Recovery efforts begin immediately following an event. Coordinating recovery and response activities allows communities to recover as quickly as possible.

Debris modeling is one example of how geospatial technologies assist recovery efforts. Employing geospatial capabilities and resources to estimate debris types and volume before an event supports preplanning efforts and inform response and recovery efforts immediately following an event. Debris removal can account for 25 to 50 percent of overall recovery costs and must be effectively planned and managed to speed recovery as well as contain local, state, and federal costs.

Two related areas where geospatial technologies provide immediate support for critical tasks related to debris missions under FEMA’s Public Assistance (PA) Program include volume estimation and mission management. While there are additional tasks and geospatial activities within PA, this section is focused specifically on the debris mission.

Debris modeling can be accomplished using modeling applications such as HAZUS-MH or the U.S. Army Corps of Engineers Hurricane Debris Estimating Model. The use of models varies with the event, location, and magnitude of damages. Models are used to predict debris volumes resulting from wind events and factor in variables such as area demographics (housing, population, etc.), estimated storm intensity, and predicted areas of impact. Pre-event debris modeling provides a basis for planning response and recovery activities, but may vary in accuracy when compared to the measured amount of debris generated from a specific event. Efforts to collect debris information in the field provide validation of initial estimations and bring clarity to the debris management. Using a combination of remote sensing techniques like the one discussed in the case study above paired with field teams and sampling methodologies improved estimations can be derived to support debris management efforts. The debris management mission is location and geography dependent. Management efforts include identifying debris types, tracking debris locations, recording measured amounts of debris delivered to staging areas, and reporting overall status of the debris mission to leadership.

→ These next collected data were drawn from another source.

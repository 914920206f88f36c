use serde::{Deserialize, Serialize};

/// Ordered set of request tags, persisted in the legacy comma-separated
/// text form (`conflict-pickme,git-ok`). Mutations keep the encoding
/// normalized: sorted, deduplicated, no blanks.
#[derive(Debug, Clone, Default, PartialEq, Eq, Serialize, Deserialize, sqlx::Type)]
#[sqlx(transparent)]
#[serde(transparent)]
pub struct Tags(String);

impl Tags {
    pub fn new(raw: impl Into<String>) -> Self {
        let mut tags = Tags(raw.into());
        tags.normalize();
        tags
    }

    pub fn as_str(&self) -> &str {
        &self.0
    }

    pub fn is_empty(&self) -> bool {
        self.0.is_empty()
    }

    fn items(&self) -> impl Iterator<Item = &str> {
        self.0.split(',').map(str::trim).filter(|t| !t.is_empty())
    }

    fn normalize(&mut self) {
        let mut items: Vec<&str> = self.items().collect();
        items.sort_unstable();
        items.dedup();
        self.0 = items.join(",");
    }

    /// Exact membership test.
    pub fn contains(&self, tag: &str) -> bool {
        self.items().any(|t| t == tag)
    }

    /// Substring test over the serialized form. Conflict classification
    /// relies on this matching `no-conflicts` as well as `conflict-*`.
    pub fn text_contains(&self, needle: &str) -> bool {
        self.0.contains(needle)
    }

    /// True when any tag in `others` is present.
    pub fn overlaps(&self, others: &[String]) -> bool {
        self.items().any(|t| others.iter().any(|o| o == t))
    }

    pub fn add(&mut self, tag: &str) {
        if !self.contains(tag) {
            if !self.0.is_empty() {
                self.0.push(',');
            }
            self.0.push_str(tag);
            self.normalize();
        }
    }

    pub fn remove(&mut self, tag: &str) {
        if self.contains(tag) {
            let items: Vec<&str> = self.items().filter(|t| *t != tag).collect();
            self.0 = items.join(",");
        }
    }
}

impl std::fmt::Display for Tags {
    fn fmt(&self, f: &mut std::fmt::Formatter<'_>) -> std::fmt::Result {
        f.write_str(&self.0)
    }
}
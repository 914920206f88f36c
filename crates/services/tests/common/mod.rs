//! Shared fixtures: throwaway upstream repositories served over file://,
//! an in-memory request store, and a recording notifier.

#![allow(dead_code)]

use std::{
    path::{Path, PathBuf},
    process::Command,
    sync::{Arc, Mutex, Once},
};

use async_trait::async_trait;
use db::DBService;
use services::services::{
    config::Settings,
    engine::Engine,
    notify::{ChatMessage, EmailMessage, Notifier},
};
use sqlx::SqlitePool;
use tempfile::TempDir;

/// Point every git subprocess at a private global config: a committer
/// identity, `master` as the default branch, and file-protocol submodule
/// clones enabled.
pub fn setup_git_env() {
    static ONCE: Once = Once::new();
    ONCE.call_once(|| {
        let config_path = std::env::temp_dir().join("pushgate-test-gitconfig");
        std::fs::write(
            &config_path,
            "[user]\n\
             \tname = Test User\n\
             \temail = test@example.com\n\
             [init]\n\
             \tdefaultBranch = master\n\
             [protocol \"file\"]\n\
             \tallow = always\n",
        )
        .unwrap();
        unsafe {
            std::env::set_var("GIT_CONFIG_GLOBAL", &config_path);
            std::env::set_var("GIT_CONFIG_NOSYSTEM", "1");
        }
    });
}

pub fn run_git(dir: &Path, args: &[&str]) {
    let out = Command::new("git")
        .args(args)
        .current_dir(dir)
        .output()
        .unwrap();
    assert!(
        out.status.success(),
        "git {args:?} failed in {}:\n{}\n{}",
        dir.display(),
        String::from_utf8_lossy(&out.stdout),
        String::from_utf8_lossy(&out.stderr),
    );
}

pub fn git_stdout(dir: &Path, args: &[&str]) -> String {
    let out = Command::new("git")
        .args(args)
        .current_dir(dir)
        .output()
        .unwrap();
    assert!(out.status.success(), "git {args:?} failed");
    String::from_utf8_lossy(&out.stdout).trim().to_string()
}

pub fn rev_parse(dir: &Path, rev: &str) -> String {
    git_stdout(dir, &["rev-parse", rev])
}

pub fn write_file(base: &Path, rel: &str, content: &str) {
    let path = base.join(rel);
    if let Some(parent) = path.parent() {
        std::fs::create_dir_all(parent).unwrap();
    }
    std::fs::write(path, content).unwrap();
}

pub fn commit_file(repo: &Path, rel: &str, content: &str, message: &str) {
    write_file(repo, rel, content);
    run_git(repo, &["add", "-A"]);
    run_git(repo, &["commit", "-m", message]);
}

/// Create the upstream main repository with an initial commit on master.
pub fn init_upstream(tmp: &TempDir) -> PathBuf {
    let upstream = tmp.path().join("upstream");
    std::fs::create_dir_all(&upstream).unwrap();
    run_git(&upstream, &["init", "-b", "master"]);
    write_file(&upstream, "app.txt", "one\n");
    write_file(&upstream, "shared.txt", "base\n");
    run_git(&upstream, &["add", "-A"]);
    run_git(&upstream, &["commit", "-m", "initial"]);
    upstream
}

/// Settings pointed at a local upstream via file:// URLs. The logical main
/// repository name is the upstream's absolute path without its leading
/// slash, so `file:///{name}` resolves back to it.
pub fn test_settings(tmp: &TempDir, upstream: &Path) -> Settings {
    let mut settings = Settings::default();
    settings.git.main_repository = upstream
        .to_string_lossy()
        .trim_start_matches('/')
        .to_string();
    settings.git.main_branch = "master".to_string();
    settings.git.scheme = "file".to_string();
    settings.git.servername = String::new();
    settings.git.auth = None;
    settings.git.port = None;
    settings.git.use_local_mirror = false;
    settings.git.local_repo_path = tmp.path().join("copies");
    settings.git.conflict_threads = 1;
    settings.main_app.servername = "push.test".to_string();
    settings.main_app.port = 443;
    settings
}

#[derive(Default)]
pub struct RecordingNotifier {
    pub mails: Mutex<Vec<EmailMessage>>,
    pub chats: Mutex<Vec<ChatMessage>>,
}

impl RecordingNotifier {
    pub fn mail_subjects(&self) -> Vec<String> {
        self.mails
            .lock()
            .unwrap()
            .iter()
            .map(|m| m.subject.clone())
            .collect()
    }
}

#[async_trait]
impl Notifier for RecordingNotifier {
    async fn enqueue_user_email(&self, recipients: &[String], body_html: &str, subject: &str) {
        self.mails.lock().unwrap().push(EmailMessage {
            recipients: recipients.to_vec(),
            subject: subject.to_string(),
            body_html: body_html.to_string(),
        });
    }

    async fn enqueue_user_chat(&self, recipients: &[String], body: &str) {
        self.chats.lock().unwrap().push(ChatMessage {
            recipients: recipients.to_vec(),
            body: body.to_string(),
        });
    }
}

pub struct TestContext {
    pub tmp: TempDir,
    pub upstream: PathBuf,
    pub settings: Arc<Settings>,
    pub engine: Engine,
    pub notifier: Arc<RecordingNotifier>,
}

impl TestContext {
    pub fn pool(&self) -> &SqlitePool {
        self.engine.pool()
    }

    pub fn main_repo(&self) -> &str {
        &self.settings.git.main_repository
    }

    pub fn base_url(&self) -> String {
        self.settings.base_url()
    }
}

/// An engine wired to a fresh upstream, an in-memory store, and a
/// recording notifier.
pub async fn engine_fixture() -> TestContext {
    engine_fixture_with(|_| {}).await
}

pub async fn engine_fixture_with(customize: impl FnOnce(&mut Settings)) -> TestContext {
    setup_git_env();
    let tmp = TempDir::new().unwrap();
    let upstream = init_upstream(&tmp);
    let mut settings = test_settings(&tmp, &upstream);
    customize(&mut settings);
    let settings = Arc::new(settings);
    let db = DBService::new_in_memory().await.unwrap();
    let notifier = Arc::new(RecordingNotifier::default());
    let engine = Engine::new(settings.clone(), db, notifier.clone());
    TestContext {
        tmp,
        upstream,
        settings,
        engine,
        notifier,
    }
}

pub async fn seed_request(
    pool: &SqlitePool,
    id: i64,
    state: &str,
    repo: &str,
    branch: &str,
    tags: &str,
) {
    sqlx::query(
        "INSERT INTO push_requests (id, user, state, repo, branch, revision, tags, title, reviewid) \
         VALUES (?, ?, ?, ?, ?, '', ?, ?, NULL)",
    )
    .bind(id)
    .bind(format!("user{id}"))
    .bind(state)
    .bind(repo)
    .bind(branch)
    .bind(tags)
    .bind(format!("title{id}"))
    .execute(pool)
    .await
    .unwrap();
}

pub async fn set_request_revision(pool: &SqlitePool, id: i64, revision: &str) {
    sqlx::query("UPDATE push_requests SET revision = ? WHERE id = ?")
        .bind(revision)
        .bind(id)
        .execute(pool)
        .await
        .unwrap();
}

pub async fn set_request_reviewid(pool: &SqlitePool, id: i64, reviewid: i64) {
    sqlx::query("UPDATE push_requests SET reviewid = ? WHERE id = ?")
        .bind(reviewid)
        .bind(id)
        .execute(pool)
        .await
        .unwrap();
}

pub async fn seed_membership(pool: &SqlitePool, push_id: i64, request_id: i64) {
    sqlx::query("INSERT INTO push_pushcontents (push, request) VALUES (?, ?)")
        .bind(push_id)
        .bind(request_id)
        .execute(pool)
        .await
        .unwrap();
}
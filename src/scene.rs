//! Sprite nodes and the flat scene graph that owns and draws them.
//!
//! Scene coordinates follow the usual 2D game convention: the origin is
//! the bottom-left corner of the frame and `y` grows upwards. A node's
//! `position` is its centre.

use std::sync::Arc;

use glam::Vec2;
use slotmap::{new_key_type, SlotMap};

use crate::texture::Texture;

new_key_type! {
    /// Handle to a node attached to a [`Scene`].
    pub struct NodeKey;
}

#[derive(Debug, thiserror::Error)]
pub enum SceneError {
    #[error("frame holds {actual} bytes, expected {expected} for {width}x{height}")]
    FrameSize {
        width: u32,
        height: u32,
        expected: usize,
        actual: usize,
    },
}

#[derive(Debug, Clone, Copy, PartialEq)]
pub struct Rect {
    pub min: Vec2,
    pub max: Vec2,
}

impl Rect {
    pub fn contains(&self, point: Vec2) -> bool {
        point.x >= self.min.x
            && point.x < self.max.x
            && point.y >= self.min.y
            && point.y < self.max.y
    }
}

/// A positioned, renderable element of a scene.
#[derive(Debug, Clone)]
pub struct SpriteNode {
    pub position: Vec2,
    pub size: Vec2,
    pub texture: Option<Arc<Texture>>,
    /// Fill used when there is no texture.
    pub color: [u8; 4],
    pub hidden: bool,
    pub z_position: f32,
    pub name: Option<String>,
}

impl SpriteNode {
    pub fn new(size: Vec2) -> Self {
        Self {
            position: Vec2::ZERO,
            size,
            texture: None,
            color: [255, 255, 255, 255],
            hidden: false,
            z_position: 0.0,
            name: None,
        }
    }

    pub fn with_texture(mut self, texture: Arc<Texture>) -> Self {
        self.texture = Some(texture);
        self
    }

    pub fn with_color(mut self, color: [u8; 4]) -> Self {
        self.color = color;
        self
    }

    pub fn with_position(mut self, position: Vec2) -> Self {
        self.position = position;
        self
    }

    pub fn with_name(mut self, name: impl Into<String>) -> Self {
        self.name = Some(name.into());
        self
    }

    pub fn frame(&self) -> Rect {
        let half = self.size * 0.5;
        Rect {
            min: self.position - half,
            max: self.position + half,
        }
    }

    pub fn contains_point(&self, point: Vec2) -> bool {
        self.frame().contains(point)
    }
}

impl AsRef<SpriteNode> for SpriteNode {
    fn as_ref(&self) -> &SpriteNode {
        self
    }
}

impl AsMut<SpriteNode> for SpriteNode {
    fn as_mut(&mut self) -> &mut SpriteNode {
        self
    }
}

/// Owns the nodes attached to it and renders them into an RGBA frame.
///
/// Any type exposing a [`SpriteNode`] through `AsRef` can be attached, so
/// game entities keep their own state while the scene handles drawing.
pub struct Scene<N> {
    pub width: u32,
    pub height: u32,
    pub background: [u8; 4],
    nodes: SlotMap<NodeKey, N>,
    order: Vec<NodeKey>,
}

impl<N: AsRef<SpriteNode>> Scene<N> {
    pub fn new(width: u32, height: u32) -> Self {
        Self {
            width,
            height,
            background: [0, 0, 0, 255],
            nodes: SlotMap::with_key(),
            order: Vec::new(),
        }
    }

    pub fn with_background(mut self, color: [u8; 4]) -> Self {
        self.background = color;
        self
    }

    pub fn add_child(&mut self, node: N) -> NodeKey {
        let pos = node.as_ref().position;
        let key = self.nodes.insert(node);
        self.order.push(key);
        log::debug!("Attached node {:?} at {:?}", key, pos);
        key
    }

    pub fn remove_child(&mut self, key: NodeKey) -> Option<N> {
        let node = self.nodes.remove(key)?;
        self.order.retain(|k| *k != key);
        log::debug!("Detached node {:?}", key);
        Some(node)
    }

    pub fn contains(&self, key: NodeKey) -> bool {
        self.nodes.contains_key(key)
    }

    pub fn get(&self, key: NodeKey) -> Option<&N> {
        self.nodes.get(key)
    }

    pub fn get_mut(&mut self, key: NodeKey) -> Option<&mut N> {
        self.nodes.get_mut(key)
    }

    pub fn len(&self) -> usize {
        self.nodes.len()
    }

    pub fn is_empty(&self) -> bool {
        self.nodes.is_empty()
    }

    /// Attached nodes in insertion order.
    pub fn children(&self) -> impl Iterator<Item = (NodeKey, &N)> + '_ {
        self.order
            .iter()
            .filter_map(move |key| self.nodes.get(*key).map(|n| (*key, n)))
    }

    /// Attached nodes, mutably. Order is unspecified.
    pub fn children_mut(&mut self) -> impl Iterator<Item = (NodeKey, &mut N)> + '_ {
        self.nodes.iter_mut()
    }

    pub fn child_named(&self, name: &str) -> Option<(NodeKey, &N)> {
        self.children()
            .find(|(_, n)| n.as_ref().name.as_deref() == Some(name))
    }

    /// Keys of visible nodes under `point`, topmost first.
    pub fn nodes_at(&self, point: Vec2) -> Vec<NodeKey> {
        let mut hits: Vec<NodeKey> = self
            .draw_order()
            .into_iter()
            .filter(|key| {
                self.nodes
                    .get(*key)
                    .map(|n| {
                        let node = n.as_ref();
                        !node.hidden && node.contains_point(point)
                    })
                    .unwrap_or(false)
            })
            .collect();
        hits.reverse();
        hits
    }

    /// Insertion order, stably sorted by `z_position`.
    fn draw_order(&self) -> Vec<NodeKey> {
        let mut keys = self.order.clone();
        keys.sort_by(|a, b| {
            let za = self.nodes.get(*a).map_or(0.0, |n| n.as_ref().z_position);
            let zb = self.nodes.get(*b).map_or(0.0, |n| n.as_ref().z_position);
            za.total_cmp(&zb)
        });
        keys
    }

    pub fn render(&self, frame: &mut [u8]) -> Result<(), SceneError> {
        let expected = self.width as usize * self.height as usize * 4;
        if frame.len() != expected {
            return Err(SceneError::FrameSize {
                width: self.width,
                height: self.height,
                expected,
                actual: frame.len(),
            });
        }

        for px in frame.chunks_exact_mut(4) {
            px.copy_from_slice(&self.background);
        }

        for key in self.draw_order() {
            if let Some(node) = self.nodes.get(key) {
                let node = node.as_ref();
                if !node.hidden {
                    self.draw_node(frame, node);
                }
            }
        }
        Ok(())
    }

    fn draw_node(&self, frame: &mut [u8], node: &SpriteNode) {
        let rect = node.frame();
        if !(rect.min.is_finite() && rect.max.is_finite()) {
            return;
        }
        // Edges stay in f64 so huge nodes cannot overflow the span arithmetic.
        let x0 = f64::from(rect.min.x).round();
        let x1 = f64::from(rect.max.x).round();
        let y0 = f64::from(rect.min.y).round();
        let y1 = f64::from(rect.max.y).round();
        let (span_x, span_y) = (x1 - x0, y1 - y0);
        if span_x <= 0.0 || span_y <= 0.0 {
            return;
        }

        let (w, h) = (f64::from(self.width), f64::from(self.height));
        let (col_start, col_end) = (x0.clamp(0.0, w) as u32, x1.clamp(0.0, w) as u32);
        let (row_start, row_end) = (y0.clamp(0.0, h) as u32, y1.clamp(0.0, h) as u32);

        for sy in row_start..row_end {
            // Frame rows run top to bottom.
            let row = self.height - 1 - sy;
            for sx in col_start..col_end {
                let color = match &node.texture {
                    Some(tex) => {
                        let u = (f64::from(sx) - x0) / span_x;
                        let v = (y1 - 1.0 - f64::from(sy)) / span_y;
                        let tx = (u * f64::from(tex.width)) as u32;
                        let ty = (v * f64::from(tex.height)) as u32;
                        match tex.pixel(tx, ty) {
                            Some(c) => c,
                            None => continue,
                        }
                    }
                    None => node.color,
                };
                let idx = (row as usize * self.width as usize + sx as usize) * 4;
                if let Some(dst) = frame.get_mut(idx..idx + 4) {
                    blend(dst, color);
                }
            }
        }
    }
}

fn blend(dst: &mut [u8], src: [u8; 4]) {
    let a = src[3] as u16;
    if a == 255 {
        dst.copy_from_slice(&src);
        return;
    }
    for i in 0..3 {
        dst[i] = ((src[i] as u16 * a + dst[i] as u16 * (255 - a)) / 255) as u8;
    }
    dst[3] = 255;
}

Geospatial support for debris removal efforts can be supported by or jointly conducted from a FEMA Joint Field Office (JFO). Staff deploy from locations around the country to collect field data, perform geospatial analysis, and produce map products as needed. Off-site support can be added as required and may consist of geospatial modeling activities and imagery interpretation. FEMA supports the geospatial requirements for the debris mission with FEMA staff, Technical Assistance Contractors (TAC), and mission assignments to the USACE. During debris removal operations, debris haulers may use geospatial programs to track progress of debris removal and may have their own programs or private contractors to assist them with this effort. Below are several examples of the products supporting the PA debris mission:

Loss Modeling

  • USACE: debris volume
  • HAZUS: debris volume, debris type, impacted population, estimates of FEMA applicants

Field Data Collection

  • County maps depicting the PDA debris estimates
  • Debris site locations visited during field data collection

Management and Removal

Area maps displaying statistics on debris removal efforts (volume removed vs. estimate). Amounts are either obtained from the debris teams or from the Debris Removal Tracking System (DRTS) located within the Resource Information

Management System (RIMS)

  • Products tracking debris removal efforts on roads
  • Private property debris removal (PPDR) progress
  • Tree stump tracking
  • Debris tracking in waterways (barges, trees, boats, cars, etc.)

Individual Assistance (IA)

The FEMA IA program provides financial and emergency housing assistance to individuals, families, and businesses that have been affected by a federally declared disaster. In support of the IA program, geospatial technologies can assist in determining spatial boundaries of damaged areas, assessing the number of displaced households along with the nature and scope of damages to housing units, and estimate the number of individuals requiring assistance. Several IA GIS initiatives are underway to integrate and optimize geospatial data and analyses to improve efficiencies and accuracy in estimating IA requirements, particularly for large-scale disasters where reliance on field housing inspections is logistically impractical or costly.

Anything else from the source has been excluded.